- Saved data entries -

++++++

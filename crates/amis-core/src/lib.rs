//! Core domain model for cooperative settlement records.

use std::fmt;

use chrono::{Datelike, NaiveDate};
use serde::{Deserialize, Serialize};

pub mod query;
pub mod tables;

pub use query::{sort_for_display, DisplayRecord, FacetCount, Facets, RecordFilter, Summary};

pub const CRATE_NAME: &str = "amis-core";

/// Offset between the minguo calendar year and the Gregorian year.
pub const MINGUO_YEAR_OFFSET: i32 = 1911;

/// Minguo years accepted as plausible trade dates (1991..=2061).
pub const MINGUO_YEAR_RANGE: std::ops::RangeInclusive<i32> = 80..=150;

/// Quality grade carried in the anchor; unknown codes are kept verbatim.
#[derive(Debug, Clone, PartialEq, Eq, Hash, Serialize, Deserialize)]
pub enum Grade {
    Premium,
    Superior,
    Good,
    Other(String),
}

impl Grade {
    pub fn from_code(code: &str) -> Self {
        match code {
            "1" => Grade::Premium,
            "2" => Grade::Superior,
            "3" => Grade::Good,
            other => Grade::Other(other.to_string()),
        }
    }

    pub fn code(&self) -> &str {
        match self {
            Grade::Premium => "1",
            Grade::Superior => "2",
            Grade::Good => "3",
            Grade::Other(code) => code,
        }
    }

    pub fn label(&self) -> String {
        match tables::grade_name(self.code()) {
            Some(name) => name.to_string(),
            None => self.code().to_string(),
        }
    }
}

impl fmt::Display for Grade {
    fn fmt(&self, f: &mut fmt::Formatter<'_>) -> fmt::Result {
        f.write_str(&self.label())
    }
}

/// One settled transaction recovered from a legacy export.
#[derive(Debug, Clone, PartialEq, Eq, Serialize, Deserialize)]
pub struct TransactionRecord {
    pub serial_id: String,
    pub trade_date: NaiveDate,
    pub grade: Grade,
    /// Two-character prefix of the anchor's market code.
    pub market_code: String,
    /// Resolved market name; never the "other" bucket.
    pub market: String,
    /// Supply number of the cooperative (`<letter>00<3 digits>`).
    pub cooperative_code: String,
    pub sub_lot_code: String,
    pub variety: String,
    pub piece_count: u64,
    pub weight_kg: u64,
    pub unit_price: u64,
    pub total_value: u64,
    pub buyer_code: String,
}

/// Identity of a real-world trade across overlapping exports.
#[derive(Debug, Clone, PartialEq, Eq, Hash, PartialOrd, Ord, Serialize, Deserialize)]
pub struct DedupKey {
    pub serial_id: String,
    pub trade_date: NaiveDate,
    pub sub_lot_code: String,
    pub piece_count: u64,
    pub total_value: u64,
}

impl TransactionRecord {
    pub fn dedup_key(&self) -> DedupKey {
        DedupKey {
            serial_id: self.serial_id.clone(),
            trade_date: self.trade_date,
            sub_lot_code: self.sub_lot_code.clone(),
            piece_count: self.piece_count,
            total_value: self.total_value,
        }
    }

    pub fn cooperative_label(&self) -> String {
        tables::cooperative_name(&self.cooperative_code)
            .map(ToString::to_string)
            .unwrap_or_else(|| self.cooperative_code.clone())
    }

    pub fn variety_label(&self) -> String {
        tables::variety_name(&self.variety)
            .map(ToString::to_string)
            .unwrap_or_else(|| self.variety.clone())
    }
}

/// Decode a `YYYMMDD` minguo date. Returns `None` for anything that is not a
/// real calendar day inside [`MINGUO_YEAR_RANGE`].
pub fn decode_minguo_digits(digits: &str) -> Option<NaiveDate> {
    if digits.len() != 7 || !digits.bytes().all(|b| b.is_ascii_digit()) {
        return None;
    }
    let year: i32 = digits[0..3].parse().ok()?;
    let month: u32 = digits[3..5].parse().ok()?;
    let day: u32 = digits[5..7].parse().ok()?;
    if !MINGUO_YEAR_RANGE.contains(&year) {
        return None;
    }
    NaiveDate::from_ymd_opt(year + MINGUO_YEAR_OFFSET, month, day)
}

/// Decode the 8-digit date-plus-flag field of an anchor.
///
/// The date normally occupies the leading seven digits. Some exports carry
/// the flag first, so the trailing seven digits are tried when the leading
/// ones are not a plausible date.
pub fn decode_anchor_date(field: &str) -> Option<NaiveDate> {
    if field.len() != 8 || !field.bytes().all(|b| b.is_ascii_digit()) {
        return None;
    }
    decode_minguo_digits(&field[..7]).or_else(|| decode_minguo_digits(&field[1..]))
}

/// `YYY/MM/DD`, the form used by the settlement portal.
pub fn format_minguo(date: NaiveDate) -> String {
    format!(
        "{}/{:02}/{:02}",
        date.year() - MINGUO_YEAR_OFFSET,
        date.month(),
        date.day()
    )
}

/// `YYYMMDD`, used in harvested file names.
pub fn format_minguo_compact(date: NaiveDate) -> String {
    format_minguo(date).replace('/', "")
}
//! Filtering, facets and aggregate summaries over canonical records.

use std::collections::BTreeMap;

use chrono::NaiveDate;
use serde::{Deserialize, Serialize};

use crate::{format_minguo, TransactionRecord};

/// Filter applied by the dashboard. Empty strings behave like `None`.
#[derive(Debug, Clone, Default, PartialEq, Eq, Serialize, Deserialize)]
pub struct RecordFilter {
    /// Exact market name.
    pub market: Option<String>,
    /// Exact cooperative supply number.
    pub cooperative: Option<String>,
    /// Exact variety code.
    pub variety: Option<String>,
    pub sub_lot_contains: Option<String>,
    pub buyer_contains: Option<String>,
    /// Inclusive lower bound.
    pub date_from: Option<NaiveDate>,
    /// Inclusive upper bound.
    pub date_to: Option<NaiveDate>,
}

fn active(value: &Option<String>) -> Option<&str> {
    value.as_deref().map(str::trim).filter(|v| !v.is_empty())
}

impl RecordFilter {
    pub fn matches(&self, record: &TransactionRecord) -> bool {
        if let Some(market) = active(&self.market) {
            if record.market != market {
                return false;
            }
        }
        if let Some(cooperative) = active(&self.cooperative) {
            if record.cooperative_code != cooperative {
                return false;
            }
        }
        if let Some(variety) = active(&self.variety) {
            if record.variety != variety {
                return false;
            }
        }
        if let Some(needle) = active(&self.sub_lot_contains) {
            if !record.sub_lot_code.contains(needle) {
                return false;
            }
        }
        if let Some(needle) = active(&self.buyer_contains) {
            if !record.buyer_code.contains(needle) {
                return false;
            }
        }
        if self.date_from.is_some_and(|from| record.trade_date < from) {
            return false;
        }
        if self.date_to.is_some_and(|to| record.trade_date > to) {
            return false;
        }
        true
    }

    pub fn apply<'a>(&self, records: &'a [TransactionRecord]) -> Vec<&'a TransactionRecord> {
        records.iter().filter(|r| self.matches(r)).collect()
    }

    pub fn is_empty(&self) -> bool {
        active(&self.market).is_none()
            && active(&self.cooperative).is_none()
            && active(&self.variety).is_none()
            && active(&self.sub_lot_contains).is_none()
            && active(&self.buyer_contains).is_none()
            && self.date_from.is_none()
            && self.date_to.is_none()
    }
}

/// Sort newest trade first, then highest unit price.
pub fn sort_for_display(records: &mut [TransactionRecord]) {
    records.sort_by(|a, b| {
        b.trade_date
            .cmp(&a.trade_date)
            .then(b.unit_price.cmp(&a.unit_price))
    });
}

/// Record row with pre-formatted display fields.
#[derive(Debug, Clone, PartialEq, Serialize, Deserialize)]
pub struct DisplayRecord {
    #[serde(flatten)]
    pub record: TransactionRecord,
    pub date_text: String,
    pub minguo_date_text: String,
    pub grade_label: String,
    pub variety_label: String,
    pub cooperative_label: String,
}

impl From<&TransactionRecord> for DisplayRecord {
    fn from(record: &TransactionRecord) -> Self {
        Self {
            date_text: record.trade_date.format("%Y-%m-%d").to_string(),
            minguo_date_text: format_minguo(record.trade_date),
            grade_label: record.grade.label(),
            variety_label: record.variety_label(),
            cooperative_label: record.cooperative_label(),
            record: record.clone(),
        }
    }
}

#[derive(Debug, Clone, Default, PartialEq, Serialize, Deserialize)]
pub struct Summary {
    pub records: usize,
    pub total_pieces: u64,
    pub total_weight_kg: u64,
    pub total_value: u64,
    pub min_unit_price: Option<u64>,
    pub max_unit_price: Option<u64>,
    /// Total value over total weight; zero when no weight was traded.
    pub average_unit_price: f64,
}

impl Summary {
    pub fn from_records<'a>(records: impl IntoIterator<Item = &'a TransactionRecord>) -> Self {
        let mut summary = Summary::default();
        for record in records {
            summary.records += 1;
            summary.total_pieces += record.piece_count;
            summary.total_weight_kg += record.weight_kg;
            summary.total_value += record.total_value;
            summary.min_unit_price = Some(
                summary
                    .min_unit_price
                    .map_or(record.unit_price, |p| p.min(record.unit_price)),
            );
            summary.max_unit_price = Some(
                summary
                    .max_unit_price
                    .map_or(record.unit_price, |p| p.max(record.unit_price)),
            );
        }
        summary.average_unit_price = if summary.total_weight_kg > 0 {
            summary.total_value as f64 / summary.total_weight_kg as f64
        } else {
            0.0
        };
        summary
    }
}

#[derive(Debug, Clone, PartialEq, Eq, Serialize, Deserialize)]
pub struct FacetCount {
    pub value: String,
    pub label: String,
    pub count: usize,
}

/// Distinct filter values with their record counts.
#[derive(Debug, Clone, Default, PartialEq, Eq, Serialize, Deserialize)]
pub struct Facets {
    pub markets: Vec<FacetCount>,
    pub cooperatives: Vec<FacetCount>,
    pub varieties: Vec<FacetCount>,
}

impl Facets {
    pub fn from_records<'a>(records: impl IntoIterator<Item = &'a TransactionRecord>) -> Self {
        let mut markets = BTreeMap::<String, (String, usize)>::new();
        let mut cooperatives = BTreeMap::<String, (String, usize)>::new();
        let mut varieties = BTreeMap::<String, (String, usize)>::new();
        for record in records {
            markets
                .entry(record.market.clone())
                .or_insert_with(|| (record.market.clone(), 0))
                .1 += 1;
            cooperatives
                .entry(record.cooperative_code.clone())
                .or_insert_with(|| (record.cooperative_label(), 0))
                .1 += 1;
            varieties
                .entry(record.variety.clone())
                .or_insert_with(|| (record.variety_label(), 0))
                .1 += 1;
        }
        let flatten = |map: BTreeMap<String, (String, usize)>| {
            map.into_iter()
                .map(|(value, (label, count))| FacetCount { value, label, count })
                .collect::<Vec<_>>()
        };
        Facets {
            markets: flatten(markets),
            cooperatives: flatten(cooperatives),
            varieties: flatten(varieties),
        }
    }
}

++++++

- Your goal -
Across the records, count each line that holds the string "FacetCount". Respond with the number only.

- Output of the exercise -
6